直線的に回りくどく
「そろそろ結婚しようか」
ソファーで雑誌をパラパラめくりながら、なんでもない日常会話をするかのように彼女は言った。
一方、何事かと思考停止するのは、彼女の彼氏である緑間真太郎である。
「いきなり何を言い出すのだよ」
「いや、真ちゃんってば中々プロポーズしてくれないからさ。私は、一緒に暮らしてて、だらだらだらだらそれを続けて、なんも変わらないだろうし、結婚なんて今さらしなくていいかー。なんて嫌なのね。それに私ももう三十路手前だし」
彼女は雑誌を閉じて、トイレから戻ってきたまま棒立ちの緑間に手招きをして、隣に座らせる。
「真ちゃんはさ、男の子だし、まだ若いからいいかもしれないけど、私はそろそろ真ちゃんに捨てられたら困る歳になるの。まあ、最近は晩婚化が進んでるけど、でもね、私、子供が、『緑間のうちの母ちゃん、婆ちゃんみたいだよなー』なんて言われるのは嫌なのよ」
お前、という代名詞を使わず、緑間という名前を使う彼女は、捨てられたら困ると言いつつも、捨てられないと確信しているのかもしれない。
緑間は、最初ほど戸惑った表情は見せず、いつも通り、真面目に彼女の話に耳を傾けていた。
もちろん、頭の中では、急にそんな話を始めた彼女に対する戸惑いもあるようだったが、それよりも、そんなことを言わせてしまった事実の方が重要なようだ。
「だから、結婚したいなーって。迷惑かな? 真ちゃんがまだっていうなら、あと二年は待ってあげるけど」
「迷惑なわけがないのだよ。しかし」
「ああ、正式なプロポーズは、真ちゃんのタイミングでいいよ。大切なことだもの。ただ、迷惑じゃないっていうなら早めでよろしく」
そう言って、隣に座る緑間の肩に、凭れる彼女。その頭を緑間はそっと撫でた。そして、
「……結婚するか」
そう、ポツリと彼が言う。
「はい? え? もうタイミングなの?」
「最近、お前が殆ど外出していないのがいけないのだよ」
「外出くらいしてますけど」
「といっても、近所のスーパーに買い物に行く程度だろう。オレが一緒に出掛けてやらなかったのも悪いのかもしれないが、お前にここまで友達がいなかったとは思わなかったのだよ」
「なにそれ、なんでそんな話に」
「わからなのなら、お前のお気に入りの黒いコートのポケットの中を見てみるといいのだよ」
ここまで言われれば、彼女も鈍くはない。彼の言わんとしていることも、そこに何があるのかも理解が出来た。

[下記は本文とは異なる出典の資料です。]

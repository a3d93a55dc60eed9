//! A tzdb backed [`TimeZoneProvider`].

use alloc::collections::BTreeMap;
use alloc::string::String;
use alloc::sync::Arc;
use core::cell::RefCell;

#[cfg(not(target_os = "windows"))]
use std::path::PathBuf;

use crate::{
    provider::{ResolvedZone, TimeZoneProvider, TimeZoneProviderResult},
    tzif::Tzif,
    TimeZoneProviderError,
};

#[cfg(not(target_os = "windows"))]
const ZONEINFO_DIR: &str = "/usr/share/zoneinfo/";

/// A time zone provider backed by the tz database.
///
/// Identifiers are looked up case-insensitively in the data bundled by
/// `jiff-tzdb`. Identifiers unknown to the bundle are read from the host's
/// zoneinfo directory where one exists. Resolved zones are cached.
#[derive(Debug, Default)]
pub struct TzdbProvider {
    cache: RefCell<BTreeMap<String, ResolvedZone>>,
}

impl TzdbProvider {
    pub fn get(&self, identifier: &str) -> TimeZoneProviderResult<ResolvedZone> {
        if let Some(zone) = self.cache.borrow().get(identifier) {
            return Ok(zone.clone());
        }

        let zone = match jiff_tzdb::get(identifier) {
            Some((canonical_name, data)) => {
                ResolvedZone::new(canonical_name, Arc::new(Tzif::from_bytes(data)?))
            }
            None => Self::read_zoneinfo(identifier)?,
        };

        Ok(self
            .cache
            .borrow_mut()
            .entry(identifier.into())
            .or_insert(zone)
            .clone())
    }

    #[cfg(not(target_os = "windows"))]
    fn read_zoneinfo(identifier: &str) -> TimeZoneProviderResult<ResolvedZone> {
        if identifier.is_empty()
            || identifier.starts_with('/')
            || identifier.split('/').any(|part| part == ".." || part == ".")
        {
            return Err(TimeZoneProviderError::Range(
                "Time zone identifier does not exist.",
            ));
        }
        let mut path = PathBuf::from(ZONEINFO_DIR);
        path.push(identifier);
        if !path.is_file() {
            return Err(TimeZoneProviderError::Range(
                "Time zone identifier does not exist.",
            ));
        }
        Ok(ResolvedZone::new(identifier, Arc::new(Tzif::from_path(&path)?)))
    }

    #[cfg(target_os = "windows")]
    fn read_zoneinfo(_: &str) -> TimeZoneProviderResult<ResolvedZone> {
        Err(TimeZoneProviderError::Range(
            "Time zone identifier does not exist.",
        ))
    }
}

impl TimeZoneProvider for TzdbProvider {
    fn resolve_zone(&self, identifier: &str) -> TimeZoneProviderResult<ResolvedZone> {
        self.get(identifier)
    }
}

#[cfg(test)]
mod tests {
    use super::*;
    use crate::UtcOffsetSeconds;

    #[test]
    fn case_insensitive_lookup() {
        let provider = TzdbProvider::default();
        let zone = provider.get("america/CHICAGO").unwrap();
        assert_eq!(zone.identifier, "America/Chicago");
        // 2024-01-15T12:00:00Z
        assert_eq!(
            zone.offset_at(1_705_320_000).unwrap(),
            UtcOffsetSeconds(-21600)
        );
    }

    #[test]
    fn cached_zone_is_reused() {
        let provider = TzdbProvider::default();
        let first = provider.get("Europe/Warsaw").unwrap();
        let second = provider.get("Europe/Warsaw").unwrap();
        assert!(Arc::ptr_eq(&first.offsets, &second.offsets));
    }

    #[test]
    fn unknown_identifier() {
        let provider = TzdbProvider::default();
        assert!(provider.get("Mars/Olympus_Mons").is_err());
        assert!(provider.get("../etc/passwd").is_err());
    }
}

「タイミングがわからないからって、丸投げは良くないと思うなあ、真太郎くん」
「誰も丸投げになどしていないのだよ」
「気まぐれでクリーニングとか出さなくて本当に良かったわ。私の場合ポケットとか調べない可能性高いし」
「いい加減なところは、結婚するなら直してほしいものなのだよ。子供をいい加減に育てられたら困る」
「子供なんていい加減にしてたって勝手に育つらしいけど、まあ、善処する。でも、神経質に怒るのもやめてあげてね」
そう言いながら、彼女はソファーから立ち上がり、ハンガーにかけてあるお気に入りのコートに手を伸ばす。
「っていうか、真ちゃんが、珍しく、似合ってるって言ったくれたから、このコートお気に入りなんだよ」
「そんなことで」
「そんなことじゃないよ。私には重要なこと」
そして、ポケットの中から、小さな箱を取り出して、安心したように息を吐いた。
「ありがとう、凄く嬉しい」
満ち足りたような彼女の笑顔を見て、緑間の表情も和らいだ。
彼女が、つけてほしい。と、その箱と左手を差し出せば、彼は何も言わず箱を受け取り、その手をとった。
少しぎこちない彼の動きを愛おしそうに眺めながら、彼女は、そう遠くない未来に思いを馳せるのだった。